Friday, May 8, 2009

Jane Austen Critiques Chick-Lit

Northanger Abbey (Modern Library Classics) Northanger Abbey by Jane Austen


My review


rating: 4 of 5 stars

For my summer of revisiting Jane Austen, I started at the beginning, the earliest written yet posthumously published Northanger Abbey (technically, which was written when is a little complicated, but Northanger Abbey is usually treated like her first). Knowing already that it was a send up of the Gothic novels of the time, with their catastrophic heroines, dangerous castles and possibly vampiric men, I didn't know if the story would stand on its own.

Holy cow what a delight! Austen's writing is ingenious, as she subverts her readers' (and her heroine's) expectations by laying out what "should" excite her characters or send them into the throws of ecstasy (be it a ball, new handkerchief or old building) and instead, lets things be quietly pleasing and realistically worthy. It's hilarious to feel Austen winking from behind the page. In fact, I found myself beginning to draw smiley faces in the margins whenever she coated critique with demur sensibility- where she dresses her sarcasm in petticoats, as it were. All in all I counted 14 smiley faces (about 1 every 14 pages), and an exclamation point in the margins of at least every 7 pages.
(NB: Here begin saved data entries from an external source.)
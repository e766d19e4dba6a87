//! CSV Replay Integration Test
//!
//! Exercises the full engine path the way the `riverguard` binary wires it:
//! temp CSV directories → ingest → CETP and factory pipelines → JSONL audit
//! logs and the atomic metrics snapshot.

use std::io::Write;
use std::path::Path;
use std::sync::{Arc, Mutex};

use tokio_util::sync::CancellationToken;

use riverguard::backtrack::{Backtracker, FactoryIndex};
use riverguard::config::Settings;
use riverguard::ingest::{self, ReplaySource};
use riverguard::pipeline::{run_loop, CetpPipeline, FactoryPipeline, MetricsHub};
use riverguard::sinks::JsonlSink;

fn write_file(dir: &Path, name: &str, content: &str) {
    let mut f = std::fs::File::create(dir.join(name)).unwrap();
    f.write_all(content.as_bytes()).unwrap();
}

/// CETP inlet CSV: quiet baseline, then a 12:23 shock (cod 260 ≥ 250).
fn write_cetp_fixture(dir: &Path) {
    write_file(
        dir,
        "cetp_inlet.csv",
        "s_no,time,cetp_inlet_cod,cetp_inlet_bod,cetp_inlet_ph,cetp_inlet_tss\n\
         1,2026-02-01 12:00,180,60,7.4,140\n\
         2,2026-02-01 12:05,190,61,7.4,141\n\
         3,2026-02-01 12:10,NA,62,7.3,143\n\
         4,2026-02-01 12:15,185,60,7.4,140\n\
         5,2026-02-01 12:23,260,75,7.1,180\n\
         6,2026-02-01 13:00,280,78,7.0,190\n",
    );
}

/// Factory CSVs: B dumps hard at 12:08 (the 12:23 shock's backtrack match);
/// nobody discharges near 12:45 (the 13:00 shock finds no match).
fn write_factory_fixture(dir: &Path) {
    write_file(
        dir,
        "factory_a.csv",
        "s_no,time,factory_id,cod,bod,ph,tss\n\
         1,2026-02-01 12:07,FACTORY_A,220,70,7.2,110\n\
         2,2026-02-01 12:09,FACTORY_A,225,71,7.2,112\n",
    );
    write_file(
        dir,
        "factory_b.csv",
        "s_no,time,factory_id,cod,bod,ph,tss\n\
         1,2026-02-01 12:08,FACTORY_B,450,130,6.9,300\n\
         2,2026-02-01 12:12,FACTORY_B,120,40,7.1,90\n",
    );
}

fn settings_for(dir: &Path) -> Settings {
    Settings {
        evidence_log_path: dir.join("evidence.jsonl").to_string_lossy().into_owned(),
        alert_log_path: dir.join("alerts.jsonl").to_string_lossy().into_owned(),
        quarantine_log_path: dir.join("quarantine.jsonl").to_string_lossy().into_owned(),
        tamper_log_path: dir.join("tamper.jsonl").to_string_lossy().into_owned(),
        metrics_output_path: dir.join("metrics.json").to_string_lossy().into_owned(),
        ..Settings::default()
    }
}

fn read_jsonl(path: &Path) -> Vec<serde_json::Value> {
    if !path.exists() {
        return Vec::new();
    }
    std::fs::read_to_string(path)
        .unwrap()
        .lines()
        .map(|line| serde_json::from_str(line).expect("every sink line is valid JSON"))
        .collect()
}

#[tokio::test]
async fn replay_attributes_shocks_and_snapshots_metrics() {
    let input = tempfile::tempdir().unwrap();
    let output = tempfile::tempdir().unwrap();
    let cetp_dir = input.path().join("cetp");
    let factory_dir = input.path().join("factory");
    std::fs::create_dir_all(&cetp_dir).unwrap();
    std::fs::create_dir_all(&factory_dir).unwrap();
    write_cetp_fixture(&cetp_dir);
    write_factory_fixture(&factory_dir);

    let settings = settings_for(output.path());

    // Mirror the binary's wiring: eager loads, then one loop per source.
    let factory_rows = ingest::load_factory_rows(&factory_dir).unwrap();
    let cetp_rows = ingest::load_cetp_rows(&cetp_dir).unwrap();
    let index = FactoryIndex::from_rows(&factory_rows, &settings);

    let quarantine = Arc::new(Mutex::new(JsonlSink::new(&settings.quarantine_log_path)));
    let metrics = Arc::new(MetricsHub::new(&settings));
    let mut cetp = CetpPipeline::new(
        &settings,
        Backtracker::new(index, &settings),
        quarantine.clone(),
        metrics.clone(),
    );
    let mut factory = FactoryPipeline::new(&settings, quarantine.clone(), metrics.clone());

    let cancel = CancellationToken::new();
    let mut cetp_source = ReplaySource::new(cetp_rows, 0, "CETP-CSV");
    let mut factory_source = ReplaySource::new(factory_rows, 0, "FACTORY-CSV");
    let cetp_done = run_loop(&mut cetp_source, &mut cetp, &cancel).await;
    let factory_done = run_loop(&mut factory_source, &mut factory, &cancel).await;
    metrics.final_snapshot();

    assert_eq!(cetp_done, 6);
    assert_eq!(factory_done, 4);

    // Two shocks, in CETP event order.
    let evidence = read_jsonl(&output.path().join("evidence.jsonl"));
    assert_eq!(evidence.len(), 2);

    // 12:23 shock → FACTORY_B at 12:08 (max COD in the ±120 s window).
    let first = &evidence[0];
    assert_eq!(first["cetp_event_time"], "2026-02-01 12:23");
    assert_eq!(first["cetp_cod"], 260.0);
    assert_eq!(first["breach_mag"], 67.0);
    assert_eq!(first["alert_level"], "MEDIUM");
    assert_eq!(first["backtrack_time"], "2026-02-01 12:08");
    assert_eq!(first["attributed_factory"], "FACTORY_B");
    assert_eq!(first["factory_cod"], 450.0);
    assert_eq!(first["factory_tss"], 300.0);

    // 13:00 shock → no factory rows near 12:45: null attribution, logged.
    let second = &evidence[1];
    assert_eq!(second["backtrack_time"], "2026-02-01 12:45");
    assert!(second["attributed_factory"].is_null());
    assert!(second["factory_cod"].is_null());

    // Every evidence line carries a logged_at stamp.
    for record in &evidence {
        assert!(record["logged_at"].as_str().is_some());
    }

    // Metrics snapshot: all 10 input rows counted, event clock at the end.
    let snapshot: serde_json::Value =
        serde_json::from_str(&std::fs::read_to_string(output.path().join("metrics.json")).unwrap())
            .unwrap();
    assert_eq!(snapshot["events_processed_total"], 10);
    assert_eq!(snapshot["last_event_timestamp"], "2026-02-01 13:00");
    assert!(snapshot["pipeline_uptime_seconds"].as_f64().unwrap() >= 0.0);
}

#[tokio::test]
async fn evidence_log_appends_across_restarts() {
    let input = tempfile::tempdir().unwrap();
    let output = tempfile::tempdir().unwrap();
    let cetp_dir = input.path().join("cetp");
    let factory_dir = input.path().join("factory");
    std::fs::create_dir_all(&cetp_dir).unwrap();
    std::fs::create_dir_all(&factory_dir).unwrap();
    write_cetp_fixture(&cetp_dir);
    write_factory_fixture(&factory_dir);

    let settings = settings_for(output.path());

    for _ in 0..2 {
        let factory_rows = ingest::load_factory_rows(&factory_dir).unwrap();
        let cetp_rows = ingest::load_cetp_rows(&cetp_dir).unwrap();
        let index = FactoryIndex::from_rows(&factory_rows, &settings);
        let quarantine = Arc::new(Mutex::new(JsonlSink::new(&settings.quarantine_log_path)));
        let metrics = Arc::new(MetricsHub::new(&settings));
        let mut cetp = CetpPipeline::new(
            &settings,
            Backtracker::new(index, &settings),
            quarantine,
            metrics,
        );
        let cancel = CancellationToken::new();
        let mut source = ReplaySource::new(cetp_rows, 0, "CETP-CSV");
        run_loop(&mut source, &mut cetp, &cancel).await;
    }

    // Two replays × two shocks: the log appended, never rewrote.
    let evidence = read_jsonl(&output.path().join("evidence.jsonl"));
    assert_eq!(evidence.len(), 4);
    assert_eq!(evidence[0]["cetp_event_time"], evidence[2]["cetp_event_time"]);
}

#[tokio::test]
async fn quiet_streams_leave_audit_logs_empty() {
    let input = tempfile::tempdir().unwrap();
    let output = tempfile::tempdir().unwrap();
    let cetp_dir = input.path().join("cetp");
    std::fs::create_dir_all(&cetp_dir).unwrap();
    // All below the 250 threshold.
    write_file(
        &cetp_dir,
        "cetp_inlet.csv",
        "s_no,time,cetp_inlet_cod,cetp_inlet_bod,cetp_inlet_ph,cetp_inlet_tss\n\
         1,2026-02-01 12:00,180,60,7.4,140\n\
         2,2026-02-01 12:05,190,61,7.4,141\n\
         3,2026-02-01 12:10,185,60,7.4,140\n",
    );

    let settings = settings_for(output.path());
    let cetp_rows = ingest::load_cetp_rows(&cetp_dir).unwrap();
    let index = FactoryIndex::from_rows(&[], &settings);
    let quarantine = Arc::new(Mutex::new(JsonlSink::new(&settings.quarantine_log_path)));
    let metrics = Arc::new(MetricsHub::new(&settings));
    let mut cetp = CetpPipeline::new(
        &settings,
        Backtracker::new(index, &settings),
        quarantine,
        metrics,
    );

    let cancel = CancellationToken::new();
    let mut source = ReplaySource::new(cetp_rows, 0, "CETP-CSV");
    run_loop(&mut source, &mut cetp, &cancel).await;

    assert!(!output.path().join("evidence.jsonl").exists());
    assert!(!output.path().join("quarantine.jsonl").exists());
}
It's been a long time since I laughed out-loud reading a book. It makes my heart fluttery to be chuckling along with a novel from 1813, and more-so to be moved by the spunky candor and cultural critique of a woman writing her observations of how ridiculous everyone around her was- 200 years ago.

Northanger Abbey is the Chai Tea Latte of Victorian Fiction*- smooth, delicious, warm, but with a bit of spicy bite to it.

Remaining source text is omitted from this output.